//! Folder hierarchy management and tree services.

pub mod service;
pub mod snapshot;
pub mod tree;

pub use service::FolderService;
pub use snapshot::FolderSnapshot;
pub use tree::TreeService;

→ Work task
Set down the data exactly.

→ Written response
//! Folder hierarchy management and tree services.

pub mod service;
pub mod snapshot;
pub mod tree;

pub use service::FolderService;
pub use snapshot::FolderSnapshot;
pub use tree::TreeService;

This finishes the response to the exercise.